Genetic variance and covariance components of the linear traits and the ordered categorical traits, that are usually observed as dichotomous or polychotomous outcomes, were simultaneously estimated in a multivariate threshold animal model with concepts of arbitrary underlying liability scales with Bayesian inference via Gibbs sampling algorithms. A multivariate threshold animal model in this study can be allowed in any combination of missing traits with assuming correlation among the traits considered. Gibbs sampling algorithms as a hierarchical Bayesian inference were used to get reliable point estimates to which marginal posterior means of parameters were assumed. Main point of this study is that the underlying values for the observations on the categorical traits sampled at previous round of iteration and the observations on the continuous traits can be considered to sample the underlying values for categorical data and continuous data with missing at current cycle (see appendix).
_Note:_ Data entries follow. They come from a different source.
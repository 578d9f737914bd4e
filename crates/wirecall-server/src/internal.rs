//! Per-channel subscription methods.
//!
//! These capabilities live on a channel's overlay registry, never on the
//! shared one, so each connection can only touch its own subscription
//! table. With internal methods disabled the overlay is absent and both
//! names fall through to method-not-found.

use std::sync::Arc;

use async_trait::async_trait;
use serde::Deserialize;
use serde_json::{Value, json};

use wirecall_jsonrpc::{
    Capability, MethodRegistry, RequestId, RequestParams, RpcError, RpcErrorObject, parse_params,
};

use crate::hub::{ChannelId, EmissionHub};

/// Method observers call to start receiving pushes for `(method, id)`.
pub const METHOD_SUBSCRIBE: &str = "rpc.on";
/// Method observers call to stop.
pub const METHOD_UNSUBSCRIBE: &str = "rpc.off";

#[derive(Debug, Deserialize)]
struct SubscriptionParams {
    method: String,
    id: RequestId,
}

struct Subscribe {
    hub: Arc<EmissionHub>,
    channel: ChannelId,
}

#[async_trait]
impl Capability for Subscribe {
    async fn invoke(&self, params: Option<RequestParams>) -> Result<Value, RpcError> {
        let p: SubscriptionParams = parse_params(params.as_ref())?;
        match self.hub.subscribe(&self.channel, &p.method, p.id).await {
            Some(_) => Ok(json!("ok")),
            None => Err(RpcErrorObject::internal_error("channel is no longer registered").into()),
        }
    }
}

struct Unsubscribe {
    hub: Arc<EmissionHub>,
    channel: ChannelId,
}

#[async_trait]
impl Capability for Unsubscribe {
    async fn invoke(&self, params: Option<RequestParams>) -> Result<Value, RpcError> {
        let p: SubscriptionParams = parse_params(params.as_ref())?;
        match self.hub.unsubscribe(&self.channel, &p.method, &p.id).await {
            Some(_) => Ok(json!("ok")),
            None => Err(RpcErrorObject::internal_error("channel is no longer registered").into()),
        }
    }
}

/// Overlay registry giving one channel its subscription controls.
pub fn internal_registry(hub: Arc<EmissionHub>, channel: ChannelId) -> MethodRegistry {
    let mut registry = MethodRegistry::new();
    registry.register(
        METHOD_SUBSCRIBE,
        Subscribe {
            hub: Arc::clone(&hub),
            channel: channel.clone(),
        },
    );
    registry.register(METHOD_UNSUBSCRIBE, Unsubscribe { hub, channel });
    registry
}
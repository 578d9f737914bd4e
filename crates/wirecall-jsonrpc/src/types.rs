//! Wire-level primitives shared by every message shape.

use std::fmt;

use serde::{Deserialize, Serialize};

/// Protocol version marker.
///
/// The only representable value serializes as the literal `"2.0"`, and
/// deserializing anything else fails, so a decoded message can never carry
/// a wrong or missing version.
#[derive(Debug, Clone, Copy, PartialEq, Eq, Default, Serialize, Deserialize)]
pub enum ProtocolVersion {
    #[default]
    #[serde(rename = "2.0")]
    V2,
}

impl fmt::Display for ProtocolVersion {
    fn fmt(&self, f: &mut fmt::Formatter<'_>) -> fmt::Result {
        f.write_str("2.0")
    }
}

/// Correlation id carried by requests and echoed by responses.
///
/// A null id is an envelope-level concern (`Option<RequestId>` on failure
/// frames); it is not representable here, which keeps success responses
/// correlatable by construction.
#[derive(Debug, Clone, PartialEq, Eq, Hash, Serialize, Deserialize)]
#[serde(untagged)]
pub enum RequestId {
    Number(i64),
    String(String),
}

impl RequestId {
    pub fn as_str(&self) -> Option<&str> {
        match self {
            RequestId::String(s) => Some(s),
            RequestId::Number(_) => None,
        }
    }

    pub fn as_number(&self) -> Option<i64> {
        match self {
            RequestId::Number(n) => Some(*n),
            RequestId::String(_) => None,
        }
    }
}

impl fmt::Display for RequestId {
    fn fmt(&self, f: &mut fmt::Formatter<'_>) -> fmt::Result {
        match self {
            RequestId::Number(n) => write!(f, "{n}"),
            RequestId::String(s) => f.write_str(s),
        }
    }
}

impl From<i64> for RequestId {
    fn from(n: i64) -> Self {
        RequestId::Number(n)
    }
}

impl From<String> for RequestId {
    fn from(s: String) -> Self {
        RequestId::String(s)
    }
}

impl From<&str> for RequestId {
    fn from(s: &str) -> Self {
        RequestId::String(s.to_string())
    }
}

#[cfg(test)]
mod tests {
    use super::*;
    use serde_json::json;

    #[test]
    fn test_version_serializes_as_literal() {
        assert_eq!(serde_json::to_value(ProtocolVersion::V2).unwrap(), json!("2.0"));
    }

    #[test]
    fn test_version_rejects_other_values() {
        assert!(serde_json::from_value::<ProtocolVersion>(json!("1.0")).is_err());
        assert!(serde_json::from_value::<ProtocolVersion>(json!(2.0)).is_err());
        assert!(serde_json::from_value::<ProtocolVersion>(json!(null)).is_err());
    }

    #[test]
    fn test_request_id_roundtrips_untagged() {
        let num: RequestId = serde_json::from_value(json!(42)).unwrap();
        assert_eq!(num, RequestId::Number(42));
        let s: RequestId = serde_json::from_value(json!("req_7")).unwrap();
        assert_eq!(s, RequestId::String("req_7".to_string()));

        assert_eq!(serde_json::to_value(&num).unwrap(), json!(42));
        assert_eq!(serde_json::to_value(&s).unwrap(), json!("req_7"));
    }

    #[test]
    fn test_request_id_display() {
        assert_eq!(RequestId::from(7).to_string(), "7");
        assert_eq!(RequestId::from("abc").to_string(), "abc");
    }
}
This study also showed that the underlying variables for missing categorical data should be generated with taking into account for the correlated traits to satisfy the fully conditional posterior distributions of parameters although some of papers (Wang et al., 1997; VanTassell et al., 1998) presented that only the residual effects of missing traits were generated in same situation. In present study, Gibbs samplers for making the fully Bayesian inferences for unknown parameters of interests are played rolls with methodologies to enable the any combinations of the linear and categorical traits with missing observations. Moreover, two kinds of constraints to guarantee identifiability for the arbitrary underlying variables are shown with keeping the fully conditional posterior distributions of those parameters. Numerical example for a threshold animal model included the maternal and permanent environmental effects on a multiple ordered categorical trait as calving ease, a binary trait as non-return rate, and the other normally distributed trait, birth weight, is provided with simulation study.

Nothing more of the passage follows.